[PATCH 00/16] media: platform: rga: Add RGA3 support
Sven Püschel
s.pueschel at pengutronix.de
Fri Oct 10 01:33:21 PDT 2025
Hi Nicolas,
On 10/7/25 8:06 PM, Nicolas Dufresne wrote:
> Hi,
>
> Le mardi 07 octobre 2025 à 10:31 +0200, Sven Püschel a écrit :
>> This series adds support for the Raster Graphic Acceleration 3 (RGA3)
>> peripheral, which is included in the RK3588 SoC. Unlike the RGA2 it
>> can use the existing rockchip-iommu-v2 driver to handle iommu mappings.
>> Also the RK3588 contains two independent RGA3 cores.
> Thanks for working on this.
>
>> Only scaling and format conversions between common 8bit RGB/YUV formats
>> are implemented. Also the color space conversion is fixed to BT601F.
>> This already allows a practical usage of the RGA3.
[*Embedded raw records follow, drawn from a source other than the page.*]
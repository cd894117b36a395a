use std::time::SystemTime;

/// Mean Earth radius in meters.
pub const EARTH_RADIUS: f64 = 6_371_000.0;

/// Accuracy and speed use a negative value when the source did not report them.
pub const UNKNOWN: f64 = -1.0;

#[derive(Debug, Clone, Copy, PartialEq)]
pub struct PositionFix {
    pub latitude: f64,
    pub longitude: f64,
    /// Meters
    pub horizontal_accuracy: f64,
    /// Meters per second
    pub speed: f64,
    pub timestamp: SystemTime,
}

impl PositionFix {
    pub fn new(latitude: f64, longitude: f64, timestamp: SystemTime) -> Self {
        PositionFix {
            latitude,
            longitude,
            horizontal_accuracy: UNKNOWN,
            speed: UNKNOWN,
            timestamp,
        }
    }

    /// Great-circle distance in meters.
    pub fn distance_to(&self, other: &PositionFix) -> f64 {
        let lat1 = self.latitude.to_radians();
        let lat2 = other.latitude.to_radians();
        let d_lat = lat2 - lat1;
        let d_lon = (other.longitude - self.longitude).to_radians();

        let a = (d_lat / 2.0).sin().powi(2) + lat1.cos() * lat2.cos() * (d_lon / 2.0).sin().powi(2);
        2.0 * EARTH_RADIUS * a.sqrt().atan2((1.0 - a).sqrt())
    }

    pub fn speed_kmh(&self) -> Option<f64> {
        (self.speed >= 0.0).then(|| self.speed * 3.6)
    }

    pub fn accuracy(&self) -> Option<f64> {
        (self.horizontal_accuracy >= 0.0).then_some(self.horizontal_accuracy)
    }
}

#[derive(Debug, Clone, Copy, PartialEq, Eq)]
pub enum AuthorizationStatus {
    NotDetermined,
    Authorized,
    Denied,
}

#[derive(Debug, Clone, PartialEq)]
pub struct LocationStatus {
    pub authorization: AuthorizationStatus,
    pub is_tracking: bool,
    pub latest: Option<PositionFix>,
}

#[cfg(test)]
mod tests {
    use super::*;

    fn fix(latitude: f64, longitude: f64) -> PositionFix {
        PositionFix::new(latitude, longitude, SystemTime::UNIX_EPOCH)
    }

    #[test]
    fn distance_of_small_offsets_at_the_equator() {
        let origin = fix(0.0, 0.0);

        let near = origin.distance_to(&fix(0.0, 0.00003));
        assert!((near - 3.336).abs() < 0.01, "{}", near);

        let far = origin.distance_to(&fix(0.0, 0.0001));
        assert!((far - 11.12).abs() < 0.01, "{}", far);
    }

    #[test]
    fn distance_is_symmetric_and_zero_for_same_point() {
        let a = fix(52.3676, 4.9041);
        let b = fix(51.9244, 4.4777);

        assert_eq!(a.distance_to(&a), 0.0);
        assert!((a.distance_to(&b) - b.distance_to(&a)).abs() < 1e-6);
        // Amsterdam to Rotterdam, roughly 57 km
        assert!((a.distance_to(&b) - 57_000.0).abs() < 1_000.0);
    }

    #[test]
    fn unknown_values_are_hidden() {
        let mut position = fix(0.0, 0.0);
        assert_eq!(position.speed_kmh(), None);
        assert_eq!(position.accuracy(), None);

        position.speed = 10.0;
        position.horizontal_accuracy = 4.0;
        assert_eq!(position.speed_kmh(), Some(36.0));
        assert_eq!(position.accuracy(), Some(4.0));
    }
}
use std::fmt;
use uuid::Uuid;

/// Platform identifier of a peripheral, stable for the lifetime of the adapter.
#[derive(Debug, Clone, PartialEq, Eq, Hash, PartialOrd, Ord)]
pub struct DeviceId(pub String);

impl fmt::Display for DeviceId {
    fn fmt(&self, f: &mut fmt::Formatter<'_>) -> fmt::Result {
        write!(f, "{}", self.0)
    }
}

#[derive(Debug, Clone, PartialEq, Eq)]
pub struct DiscoveredDevice {
    /// Sequential within one scan
    pub id: usize,
    pub name: String,
    pub rssi: i16,
    pub identifier: DeviceId,
}

#[derive(Debug, Clone, Copy, PartialEq, Eq)]
pub enum ConnectionState {
    Disconnected,
    Scanning,
    Connecting,
    Connected,
}

#[derive(Debug, Clone, Copy, PartialEq, Eq)]
pub enum RadioState {
    PoweredOn,
    PoweredOff,
}

#[derive(Debug, Clone, Copy, PartialEq, Eq)]
pub enum CharacteristicRole {
    /// We send data and expect a write acknowledgement
    Write,
    /// We send out-of-band commands, such as sleep
    Control,
    /// The peripheral pushes data to us
    Notify,
}

/// Enough to address one characteristic on a connected peripheral.
#[derive(Debug, Clone, Copy, PartialEq, Eq, Hash)]
pub struct CharacteristicHandle {
    pub service: Uuid,
    pub uuid: Uuid,
}

/// Everything the platform reports back to the session, in delivery order.
#[derive(Debug, Clone, PartialEq)]
pub enum BleEvent {
    RadioState(RadioState),
    ScanFailed {
        error: String,
    },
    Advertisement {
        id: DeviceId,
        name: Option<String>,
        rssi: Option<i16>,
    },
    Connected {
        id: DeviceId,
    },
    ConnectFailed {
        id: DeviceId,
        error: String,
    },
    Disconnected {
        id: DeviceId,
        error: Option<String>,
    },
    ServicesDiscovered {
        id: DeviceId,
        result: Result<Vec<Uuid>, String>,
    },
    CharacteristicsDiscovered {
        id: DeviceId,
        service: Uuid,
        result: Result<Vec<CharacteristicHandle>, String>,
    },
    NotificationStateChanged {
        id: DeviceId,
        characteristic: Uuid,
        result: Result<(), String>,
    },
    /// A read response or a notification
    ValueUpdated {
        id: DeviceId,
        characteristic: Uuid,
        result: Result<Vec<u8>, String>,
    },
    WriteCompleted {
        id: DeviceId,
        characteristic: Uuid,
        result: Result<(), String>,
    },
}

/// Snapshot of the session for display.
#[derive(Debug, Clone, PartialEq)]
pub struct SessionStatus {
    pub state: ConnectionState,
    pub status_text: String,
    pub radio_on: bool,
    pub is_connected: bool,
    pub received_text: String,
    pub devices: Vec<DiscoveredDevice>,
}
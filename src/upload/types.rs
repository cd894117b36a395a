use std::time::SystemTime;
use serde::{Deserialize, Serialize};

pub const RECORD_TYPE_GPS: &str = "gps";

/// Body of one `POST /upload`.
#[derive(Debug, Clone, PartialEq, Serialize, Deserialize)]
pub struct UploadRecord {
    pub session_id: String,
    #[serde(rename = "type")]
    pub kind: String,
    /// Unix seconds
    pub timestamp: i64,
    pub lat: f64,
    pub lon: f64,
}

#[derive(Debug, Clone, PartialEq, Eq)]
pub enum UploadOutcome {
    /// The server answered with this status code
    Status(u16),
    /// The request never got an answer
    Transport(String),
}

impl UploadOutcome {
    pub fn is_success(&self) -> bool {
        matches!(self, UploadOutcome::Status(200))
    }
}

#[derive(Debug, Clone, Default, PartialEq, Eq)]
pub struct UploadStats {
    pub upload_count: u64,
    pub last_upload_time: Option<SystemTime>,
    pub is_connected: bool,
}
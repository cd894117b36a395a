use std::io::BufRead;
use std::path::PathBuf;
use std::sync::{Arc, Mutex};
use std::thread;
use std::time::SystemTime;
use clap::Parser;
use futures::{SinkExt, StreamExt};
use futures::channel::mpsc::{channel, Receiver, Sender};
use futures::executor::block_on;
use log::{error, info, LevelFilter};
use tokio_util::sync::CancellationToken;
use pothole_tracker::{init_logging, run, RunOptions};
use pothole_tracker::device::constants::COMMAND_SLEEP;
use pothole_tracker::error::{error_message, AppRunError};
use pothole_tracker::events::{AppEvent, DevLog, EventSink};
use pothole_tracker::location::types::PositionFix;
use pothole_tracker::tracking::types::{Command, TrackingSnapshot};

const EVENT_BUFFER: usize = 256;
const COMMAND_BUFFER: usize = 16;

const HELP: &str = "\
commands:
  start                 start GPS tracking, uploads and BLE scanning
  stop                  stop everything
  scan                  scan for the peripheral again
  disconnect            drop the BLE connection
  send <text>           write text to the peripheral
  control <text>        write a control command to the peripheral
  sleep                 send the sleep control command
  fix <lat> <lon>       push a position fix
  status                print the current state
  logs                  print the log lines shown so far
  clear                 clear the log lines
  quit                  exit";

/// Tracks GPS positions, uploads them and talks to a BLE sensor.
#[derive(Parser, Debug)]
#[command(version, about)]
struct Args {
    /// Path to the .env config file
    #[arg(long)]
    env_file: Option<PathBuf>,

    /// NMEA position source, for example a serial GPS receiver
    #[arg(long)]
    gps_device: Option<PathBuf>,

    /// Log debug output
    #[arg(short, long)]
    verbose: bool,

    /// Start tracking immediately
    #[arg(long)]
    start: bool,
}

#[derive(Debug, PartialEq)]
enum ConsoleCommand {
    Core(Command),
    Logs,
    Clear,
    Help,
    Quit,
}

fn parse_command(line: &str) -> Result<ConsoleCommand, String> {
    let line = line.trim();
    let (word, rest) = match line.split_once(char::is_whitespace) {
        Some((word, rest)) => (word, rest.trim()),
        None => (line, ""),
    };

    let command = match word {
        "start" => Command::StartTracking,
        "stop" => Command::StopTracking,
        "scan" => Command::Scan,
        "disconnect" => Command::Disconnect,
        "send" if !rest.is_empty() => Command::Send(rest.to_string()),
        "control" if !rest.is_empty() => Command::SendControl(rest.to_string()),
        "sleep" => Command::SendControl(COMMAND_SLEEP.to_string()),
        "fix" => {
            let mut parts = rest.split_whitespace().map(str::parse::<f64>);
            match (parts.next(), parts.next(), parts.next()) {
                (Some(Ok(latitude)), Some(Ok(longitude)), None) => {
                    Command::PushFix(PositionFix::new(latitude, longitude, SystemTime::now()))
                },
                _ => return Err("usage: fix <lat> <lon>".to_string()),
            }
        },
        "status" => Command::Status,
        "logs" => return Ok(ConsoleCommand::Logs),
        "clear" => return Ok(ConsoleCommand::Clear),
        "help" | "" => return Ok(ConsoleCommand::Help),
        "quit" | "exit" => return Ok(ConsoleCommand::Quit),
        "send" | "control" => return Err(format!("usage: {} <text>", word)),
        _ => return Err(format!("unknown command {:?}, type help", word)),
    };
    Ok(ConsoleCommand::Core(command))
}

fn describe_snapshot(snapshot: &TrackingSnapshot) -> String {
    let mut lines = vec![format!("Session: {}", snapshot.session_id)];

    let session = &snapshot.session;
    lines.push(format!("BLE: {} ({:?})", session.status_text, session.state));
    for device in &session.devices {
        lines.push(format!("  #{} {} rssi {} [{}]", device.id, device.name, device.rssi, device.identifier));
    }
    if !session.received_text.is_empty() {
        lines.push(format!("Received: {}", session.received_text));
    }

    let location = &snapshot.location;
    let tracking = if location.is_tracking { "tracking" } else { "not tracking" };
    match &location.latest {
        Some(fix) => lines.push(format!(
            "GPS: {} ({:?}), {:.6}, {:.6}",
            tracking, location.authorization, fix.latitude, fix.longitude,
        )),
        None => lines.push(format!("GPS: {} ({:?}), no fix", tracking, location.authorization)),
    }

    let upload = &snapshot.upload;
    let last = upload
        .last_upload_time
        .map(|time| humantime::format_rfc3339_seconds(time).to_string())
        .unwrap_or_else(|| "never".to_string());
    let server = if upload.is_connected { "connected" } else { "not connected" };
    lines.push(format!("Uploads: {} (last {}), server {}", upload.upload_count, last, server));

    lines.join("\n")
}

async fn print_events(mut events: Receiver<AppEvent>, dev_log: Arc<Mutex<DevLog>>) {
    let mut last_status = String::new();

    while let Some(event) = events.next().await {
        match event {
            AppEvent::Log(line) => {
                println!("{}", line);
                dev_log.lock().expect("Failed to lock dev log").push(&line);
            },
            AppEvent::Session(status) => {
                if status.status_text != last_status {
                    println!("BLE: {}", status.status_text);
                    last_status = status.status_text;
                }
            },
            AppEvent::Location(_) => {},
            AppEvent::Upload(stats) => {
                println!("Uploads: {} (server {})", stats.upload_count, if stats.is_connected { "connected" } else { "not connected" });
            },
            AppEvent::Snapshot(snapshot) => println!("{}", describe_snapshot(&snapshot)),
        }
    }
}

// stdin reads can not be cancelled, so this runs on its own thread instead of the runtime
fn read_commands(mut commands: Sender<Command>, dev_log: Arc<Mutex<DevLog>>) {
    let stdin = std::io::stdin();

    for line in stdin.lock().lines() {
        let Ok(line) = line else {
            break;
        };

        let command = match parse_command(&line) {
            Ok(ConsoleCommand::Core(command)) => command,
            Ok(ConsoleCommand::Logs) => {
                for line in dev_log.lock().expect("Failed to lock dev log").lines() {
                    println!("{}", line);
                }
                continue;
            },
            Ok(ConsoleCommand::Clear) => {
                dev_log.lock().expect("Failed to lock dev log").clear();
                continue;
            },
            Ok(ConsoleCommand::Help) => {
                println!("{}", HELP);
                continue;
            },
            Ok(ConsoleCommand::Quit) => Command::Shutdown,
            Err(message) => {
                println!("{}", message);
                continue;
            },
        };

        let shutdown = command == Command::Shutdown;
        if block_on(commands.send(command)).is_err() || shutdown {
            break;
        }
    }
}

#[tokio::main]
async fn main() -> Result<(), AppRunError> {
    let args = Args::parse();
    init_logging(if args.verbose { LevelFilter::Debug } else { LevelFilter::Info });
    info!(concat!("Pothole Tracker ", env!("CARGO_PKG_VERSION")));

    let cancel = CancellationToken::new();
    let dev_log = Arc::new(Mutex::new(DevLog::default()));

    let mut sink = EventSink::new();
    let events = sink.subscribe(EVENT_BUFFER);
    tokio::spawn(print_events(events, dev_log.clone()));

    let (command_sender, commands) = channel::<Command>(COMMAND_BUFFER);
    thread::spawn(move || read_commands(command_sender, dev_log));

    let interrupt_cancel = cancel.clone();
    tokio::spawn(async move {
        if tokio::signal::ctrl_c().await.is_ok() {
            info!("Interrupted, shutting down");
            interrupt_cancel.cancel();
        }
    });

    let options = RunOptions {
        env_file: args.env_file,
        gps_device: args.gps_device,
        start: args.start,
    };

    println!("{}", HELP);
    match run(options, sink, commands, cancel).await {
        Err(err) => {
            error!("{}", error_message("Unexpected error", &err));
            Err(err)
        },
        Ok(()) => Ok(()),
    }
}

#[cfg(test)]
mod tests {
    use super::*;
    use pothole_tracker::device::types::{ConnectionState, SessionStatus};
    use pothole_tracker::location::types::{AuthorizationStatus, LocationStatus};
    use pothole_tracker::upload::types::UploadStats;

    #[test]
    fn parses_core_commands() {
        assert_eq!(parse_command("start"), Ok(ConsoleCommand::Core(Command::StartTracking)));
        assert_eq!(parse_command("  stop "), Ok(ConsoleCommand::Core(Command::StopTracking)));
        assert_eq!(parse_command("send hello world"), Ok(ConsoleCommand::Core(Command::Send("hello world".to_string()))));
        assert_eq!(parse_command("sleep"), Ok(ConsoleCommand::Core(Command::SendControl("sleep".to_string()))));
        assert_eq!(parse_command("control reset"), Ok(ConsoleCommand::Core(Command::SendControl("reset".to_string()))));
        assert_eq!(parse_command("quit"), Ok(ConsoleCommand::Quit));
        assert_eq!(parse_command(""), Ok(ConsoleCommand::Help));
    }

    #[test]
    fn parses_position_fixes() {
        match parse_command("fix 52.37 4.89") {
            Ok(ConsoleCommand::Core(Command::PushFix(fix))) => {
                assert_eq!(fix.latitude, 52.37);
                assert_eq!(fix.longitude, 4.89);
            },
            other => panic!("unexpected {:?}", other),
        }

        assert!(parse_command("fix 52.37").is_err());
        assert!(parse_command("fix north 4.89").is_err());
        assert!(parse_command("fix 1 2 3").is_err());
    }

    #[test]
    fn rejects_incomplete_commands() {
        assert!(parse_command("send").is_err());
        assert!(parse_command("control   ").is_err());
        assert!(parse_command("launch").is_err());
    }

    #[test]
    fn snapshot_description() {
        let snapshot = TrackingSnapshot {
            session_id: "CAR001".to_string(),
            session: SessionStatus {
                state: ConnectionState::Disconnected,
                status_text: "Ready to connect".to_string(),
                radio_on: true,
                is_connected: false,
                received_text: String::new(),
                devices: Vec::new(),
            },
            location: LocationStatus {
                authorization: AuthorizationStatus::Authorized,
                is_tracking: true,
                latest: Some(PositionFix::new(52.37, 4.89, SystemTime::UNIX_EPOCH)),
            },
            upload: UploadStats::default(),
        };

        let description = describe_snapshot(&snapshot);
        assert!(description.contains("Session: CAR001"), "{}", description);
        assert!(description.contains("BLE: Ready to connect"), "{}", description);
        assert!(description.contains("52.370000, 4.890000"), "{}", description);
        assert!(description.contains("Uploads: 0 (last never), server not connected"), "{}", description);
    }
}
> This seems quite limiting, can we expect an update on this, can't be that hard
> to fully implement.
Sorry, but currently there is no need to have a fully featured
implementation from our side. As the datasheet mentions that the RGA3
should do 4 or 2 pixel/cycle depending on the operation
>> This was tested on a Radxa Rock 5T. With the increased clock speeds in
>> the devicetree around 160 fps were measured when scaling and converting
> This is quite vague, I've checked the patch and you didn't extend either there.
> Is that an overclock or was it miss-configured ? Does RK implement a devfreq ?
> Should that be moved with a voltage adjustement ? Is there any thermal nearby we
> should monitor ?
This is mainly the result of a very low performance in the initial
testing. We were quite disappointed looking at 30 fps output. The
datasheet mentions the core should do 2 or 4 pixel/cycle, so we looked
if the clock speed could be increased. The TRM Part1 mentions that the
RGA3 clock uses a default divider of 2, so I've tweaked the dtsi to
avoid the clock divider and run it on the fastest clock.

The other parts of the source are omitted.